De façon intéressante, la catégorie « santé environnementale » n’est pas née, dans les années quatre-vingt-dix, de la seule recherche académique mais de l’interaction entre des chercheurs engagés, épidémiologistes et écologistes, et des mouvements sociaux, à savoir, aux États-Unis, le mouvement pour la santé des femmes et les organisations environnementales. Les perturbateurs endocriniens ont d’emblée été identifiés comme responsables de troubles dans les écosystèmes ET de troubles à la santé publique ; lesquels concernaient, initialement, les systèmes reproducteurs et leur fonctionnement : anomalies du développement des organes reproducteurs, réduction de la qualité du sperme, précocité sexuelle chez les filles, augmentation continue de l’incidence de certains cancers, maladies neuro-cognitives résultant de perturbations des étapes précoces du développement, etc. De plus, les travaux et les mobilisations les prenant pour cible ont profondément déstabilisé l’expertise toxicologique. Avec les perturbateurs endocriniens, les relations entre doses et effets ne sont plus linéaires et caractérisées par l’existence de seuils en deçà desquels ces derniers sont inexistants. Les perturbateurs endocriniens agissent à faibles, voire très faibles doses et leurs effets peuvent être bien plus délétères quand ils sont présents en petite quantité. D’où la mise en crise de la façon dont il est possible de réguler les usages de ces substances, voire de les trier.
Les arènes qui discutent aujourd’hui des perturbateurs endocriniens, de leur utilité et de leurs effets sanitaires constituent une expérience intéressante de ce que pourraient être les cibles d’une priorisation écologique en santé. Un premier niveau tient à l’évaluation de leur rôle dans telle ou telle maladie chronique et donc à l’importance qu’il faut donner à une politique de prévention prenant pour cible la réduction des expositions. Quelle hiérarchie des causes attribuables pour quelle hiérarchie des cibles ? Un second niveau concerne la généralité des phénomènes de perturbations endocriniennes, et donc la communauté de destin entre animaux et humains créées par les expositions. Faut-il traiter différemment les effets sur la santé humaine et les effets sur les écosystèmes ? Faut-il viser les expositions résultant de l’alimentation ou celles induites par les effluents et la pollution des rivières ? Un dernier niveau est celui de la priorisation des interventions. Quelles substances considérer, alors que la liste des perturbateurs officiellement reconnus en compte d’ores et déjà des centaines ? Faut-il essayer d’obtenir l’interdiction ou plutôt, compte tenu de l’importance des besoins et des usages de certaines molécules, miser sur un usage contrôlé passant par la définition de seuils et de techniques de confinement ?

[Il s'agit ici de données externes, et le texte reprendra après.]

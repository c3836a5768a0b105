//! tutorhub server binary.
//!
//! Reads `config.toml` (or the path given with `--config`) layered under
//! `TUTORHUB_*` environment variables, opens the SQLite store, and serves
//! the JSON API over HTTP.
//!
//! # Session secret generation
//!
//! ```
//! cargo run -p tutorhub-server --bin server -- --generate-secret
//! ```
//!
//! # Granting admin
//!
//! ```
//! cargo run -p tutorhub-server --bin server -- --promote 2006123456
//! ```

use std::{
  path::{Path, PathBuf},
  sync::Arc,
  time::Duration,
};

use anyhow::{Context as _, bail};
use clap::Parser;
use rand_core::{OsRng, RngCore};
use tokio::net::TcpListener;
use tower_http::trace::TraceLayer;
use tracing::level_filters::LevelFilter;
use tracing_subscriber::EnvFilter;
use tutorhub_api::{AppState, Binder, MemoryCache, SessionKeys};
use tutorhub_core::engine::CourseEngine;
use tutorhub_server::{ServerConfig, cas::CasVerifier, webhook::WebhookNotifier};
use tutorhub_store_sqlite::SqliteStore;

#[derive(Parser)]
#[command(author, version, about = "tutorhub API server")]
struct Cli {
  /// Path to the TOML configuration file.
  #[arg(short, long, default_value = "config.toml")]
  config: PathBuf,

  /// Print a fresh random session secret and exit.
  #[arg(long)]
  generate_secret: bool,

  /// Grant admin rights to the user with this NPM and exit.
  #[arg(long, value_name = "NPM")]
  promote: Option<i64>,
}

#[tokio::main]
async fn main() -> anyhow::Result<()> {
  tracing_subscriber::fmt()
    .with_env_filter(
      EnvFilter::builder()
        .with_default_directive(LevelFilter::INFO.into())
        .from_env_lossy(),
    )
    .init();

  let cli = Cli::parse();

  if cli.generate_secret {
    let mut secret = [0u8; 32];
    OsRng.fill_bytes(&mut secret);
    println!("{}", hex::encode(secret));
    return Ok(());
  }

  let cfg = ServerConfig::load(&cli.config).context("failed to load configuration")?;

  let store_path = expand_tilde(&cfg.store_path);
  let store = SqliteStore::open(&store_path)
    .await
    .with_context(|| format!("failed to open store at {store_path:?}"))?;

  if let Some(npm) = cli.promote {
    if !store.set_admin(npm, true).await? {
      bail!("no user with NPM {npm}; they must log in once first");
    }
    println!("{npm} is now an admin");
    return Ok(());
  }

  let keys = SessionKeys::new(
    cfg.session_secret.as_bytes(),
    chrono::Duration::hours(i64::from(cfg.session_ttl_hours)),
  )
  .context("invalid session_secret")?;

  let verifier =
    CasVerifier::new(&cfg.sso.base_url, &cfg.callback_url(), cfg.sso.faculty_table())
      .context("invalid SSO configuration")?;

  let cache = match cfg.cache_ttl_secs {
    Some(secs) => MemoryCache::with_ttl(Duration::from_secs(secs)),
    None => MemoryCache::new(),
  };

  let repo = Arc::new(store);
  let mut engine = CourseEngine::new(Arc::clone(&repo), Arc::new(cache));
  if let Some(url) = &cfg.webhook_url {
    let notifier = WebhookNotifier::new(url.as_str())
      .context("failed to build webhook client")?;
    engine = engine.with_notifier(Arc::new(notifier));
    tracing::info!("announcing new courses to webhook");
  }

  let binder = Binder::new(repo, Arc::new(verifier), keys)
    .with_allowed_faculty(cfg.sso.allowed_faculty.clone())
    .with_app_root(cfg.app_root.clone());

  let state = AppState { engine: Arc::new(engine), binder: Arc::new(binder) };
  let app = tutorhub_api::router(state).layer(TraceLayer::new_for_http());

  let address = cfg.bind_address();
  tracing::info!("Listening on http://{address}");
  let listener = TcpListener::bind(&address)
    .await
    .with_context(|| format!("failed to bind {address}"))?;

  axum::serve(listener, app).await.context("server error")?;

  Ok(())
}

/// Expand a leading `~` to the user's home directory.
fn expand_tilde(path: &Path) -> PathBuf {
  let s = path.to_string_lossy();
  if let Some(rest) = s.strip_prefix("~/")
    && let Ok(home) = std::env::var("HOME")
  {
    return PathBuf::from(home).join(rest);
  }
  path.to_path_buf()
}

L’utopie consiste à penser que cet agenda éco-sanitaire n’est pas une exception sectorielle ou un feu de paille, mais à espérer qu’au-delà de la pandémie, une priorisation écologique en santé participe d’un processus plus général de réinvention des lieux, des modalités et des outils d’une politique des besoins « essentiels » en santé.

Références
• Jean-Paul Gaudillière, Caroline Izambert, Pierre-André Juven, Pandémopolitique. Réinventer la santé en commun, La Découverte, Paris, 2021.
• Guillaume Lachenal, Céline Lefève, Vinh-Kim Nguyen (dir.), La médecine du tri. Histoire, éthique, anthropologie, PUF, Paris, 2014.


lundi 28 juin 2021, par Jean-Paul Gaudillière


[1International Panel on Biodiversity and Ecosystem Services, Workshop on Biodiversity and Pandemics, Workshop Report, 29th October 2020.

[2UNEP, Convention on Biological Diversity, WHO, Connecting Global Priorities : Biodiversity and Human Health, Geneva, WHO, 2015.